Ребекка слегка отстранилась и недовольно фыркнула. Ты не совсем понимал, что сделал не так, но ясно осознавал, что ваш первый разговор ты почти испортил.
– Послушай, – сказал ты. – Тебе вовсе не обязательно торчать здесь до вечера, если тебе не хочется. Па может отвезти тебя домой.
– «Па». Очень по-техасски.
Ты передернул плечами:
– Ма и Па. Мы всегда их так называли. Думаю, это бабушка постаралась. Она хотела, чтобы мы все делали, как в старину.
– Как бы там ни было, – сказала Ребекка, – спасибо за совет, но когда я захочу уехать, я сообщу тебе об этом первому.
– Просто это как-то странно, что ты здесь. И у тебя такой вид, как будто тебе тоже странно.
– Я выгляжу странно?
– Нет, я не то хотел сказать… Наверное, нет.
– На самом деле, глядя на все это, я начинаю немножко завидовать. Это место. Твоя семья. Ты так живешь каждый день.

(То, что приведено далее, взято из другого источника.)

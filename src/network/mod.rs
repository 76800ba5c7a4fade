//! UDP input socket setup.

use std::net::{IpAddr, Ipv4Addr, SocketAddr};

use anyhow::bail;
use socket2::{Domain, Protocol, Socket, Type};
use tokio::net::UdpSocket;

/// Binds a nonblocking UDP socket for TS reception. Joins the multicast
/// group on the default interface when the address is multicast.
/// Must be called from within a tokio runtime.
pub fn create_udp_socket(addr: SocketAddr) -> anyhow::Result<UdpSocket> {
    let IpAddr::V4(ip) = addr.ip() else {
        bail!("only IPv4 is supported");
    };

    let socket = Socket::new(Domain::IPV4, Type::DGRAM, Some(Protocol::UDP))?;
    socket.set_reuse_address(true)?;
    socket.bind(&addr.into())?;

    if ip.is_multicast() {
        socket.join_multicast_v4(&ip, &Ipv4Addr::UNSPECIFIED)?;
    }

    socket.set_nonblocking(true)?;
    Ok(UdpSocket::from_std(socket.into())?)
}
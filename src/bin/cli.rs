use std::net::SocketAddr;
use std::path::PathBuf;

use anyhow::bail;
use clap::Parser;
use tracing_subscriber::EnvFilter;

use mpegts_framer::monitor::{self, Input, Options};

/// PSI section monitor for MPEG-TS streams.
#[derive(Parser)]
struct Opt {
    /// UDP socket to bind and listen on (IPv4, multicast joined automatically)
    #[clap(long)]
    addr: Option<SocketAddr>,

    /// Read the stream from a file instead of the network
    #[clap(long)]
    file: Option<PathBuf>,

    /// PID to assemble sections from (repeatable)
    #[clap(long = "pid", default_values_t = [0u16])]
    pids: Vec<u16>,
}

#[tokio::main]
async fn main() -> anyhow::Result<()> {
    tracing_subscriber::fmt()
        .with_env_filter(
            EnvFilter::try_from_default_env().unwrap_or_else(|_| EnvFilter::new("info")),
        )
        .init();

    let opt = Opt::parse();

    let input = match (opt.addr, opt.file) {
        (Some(addr), None) => Input::Udp(addr),
        (None, Some(path)) => Input::File(path),
        _ => bail!("specify exactly one of --addr or --file"),
    };

    monitor::run(Options {
        input,
        pids: opt.pids,
    })
    .await
}
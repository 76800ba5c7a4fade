//! Stream monitor: feeds network or file input through the slicer and
//! reports every PSI section attempt on the configured PIDs as one
//! timestamped JSON object per line.

use std::collections::HashMap;
use std::net::SocketAddr;
use std::path::PathBuf;

use anyhow::Context;
use bytes::Bytes;
use serde::Serialize;
use tokio::fs::File;
use tokio::io::AsyncReadExt;
use tracing::warn;

use crate::network;
use crate::packet::TsRef;
use crate::psi::{PsiAssembler, PsiError};
use crate::slicer::{SliceStatus, Slicer};

pub struct Options {
    pub input: Input,
    /// PIDs to assemble sections from.
    pub pids: Vec<u16>,
}

pub enum Input {
    Udp(SocketAddr),
    File(PathBuf),
}

pub async fn run(opts: Options) -> anyhow::Result<()> {
    let mut monitor = Monitor::new(&opts.pids);

    match opts.input {
        Input::Udp(addr) => {
            let sock = network::create_udp_socket(addr)
                .with_context(|| format!("bind {addr}"))?;
            let mut buf = [0u8; 2048];
            loop {
                let n = sock.recv(&mut buf).await?;
                monitor.consume(Bytes::copy_from_slice(&buf[..n]));
            }
        }
        Input::File(path) => {
            let mut file = File::open(&path)
                .await
                .with_context(|| format!("open {}", path.display()))?;
            let mut buf = vec![0u8; 64 * 1024];
            loop {
                let n = file.read(&mut buf).await?;
                if n == 0 {
                    break;
                }
                monitor.consume(Bytes::copy_from_slice(&buf[..n]));
            }
            if monitor.slicer.status() == SliceStatus::Partial {
                warn!("input ended inside a packet");
            }
            Ok(())
        }
    }
}

struct Monitor {
    slicer: Slicer,
    assemblers: HashMap<u16, PsiAssembler>,
}

impl Monitor {
    fn new(pids: &[u16]) -> Monitor {
        Monitor {
            slicer: Slicer::new(),
            assemblers: pids
                .iter()
                .map(|&pid| (pid, PsiAssembler::new()))
                .collect(),
        }
    }

    fn consume(&mut self, chunk: Bytes) {
        let Monitor { slicer, assemblers } = self;

        for packet in slicer.feed(chunk) {
            let packet = TsRef::new(&packet);
            let pid = packet.pid();
            let Some(assembler) = assemblers.get_mut(&pid) else {
                continue;
            };
            assembler.assemble(packet, |psi, result| report(pid, psi, result));
        }

        if slicer.status() == SliceStatus::SyncLost {
            warn!("sync lost, dropped chunk remainder");
        }
    }
}

#[derive(Serialize)]
struct SectionReport {
    time: String,
    pid: u16,
    table_id: u8,
    version: u8,
    section_number: u8,
    last_section_number: u8,
    size: usize,
    crc: String,
    #[serde(skip_serializing_if = "Option::is_none")]
    error: Option<String>,
}

fn report(pid: u16, psi: &PsiAssembler, result: Result<(), PsiError>) {
    if let Err(e) = &result {
        warn!(pid, error = %e, "section dropped");
    }

    let report = SectionReport {
        time: chrono::Utc::now().to_rfc3339(),
        pid,
        table_id: psi.table_id(),
        version: psi.version(),
        section_number: psi.section_number(),
        last_section_number: psi.last_section_number(),
        size: psi.payload().len(),
        crc: format!("{:#010X}", psi.crc()),
        error: result.err().map(|e| e.to_string()),
    };

    println!("{}", serde_json::to_string(&report).unwrap());
}
//! CRC-32/MPEG-2 checksum primitive (ISO/IEC 13818-1, Annex B).
//!
//! Table-driven, seeded with all-ones, no final complement. The lookup
//! table is generated once and is immutable afterwards, so it is safe to
//! share across any number of concurrent engine instances.

use crc::{CRC_32_MPEG_2, Crc, Digest};

/// Size of the CRC-32 trailer in bytes.
pub const SIZE: usize = 4;

static CRC_MPEG: Crc<u32> = Crc::<u32>::new(&CRC_32_MPEG_2);

/// One-shot checksum over a byte slice.
pub fn checksum(data: &[u8]) -> u32 {
    CRC_MPEG.checksum(data)
}

/// Returns a running digest for incremental computation: feed successive
/// byte ranges with `update` and read the accumulator with `finalize`.
pub fn digest() -> Digest<'static, u32> {
    CRC_MPEG.digest()
}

Но кто по-настоящему завидовал, так это ты – завидовал парням, более достойным такой девушки, как Ребекка, с ее печальным отрешенным взглядом.
– Мой папа почти каждый вечер сидит один в сарае и пьет, – сказал ты, стараясь подстроиться под ее тон, грустный и приглушенный. – А мама смотрит на меня так, будто мне три года.
Подняв на тебя глаза, Ребекка печально улыбнулась:
– Что ж, значит, у нас есть кое-что общее.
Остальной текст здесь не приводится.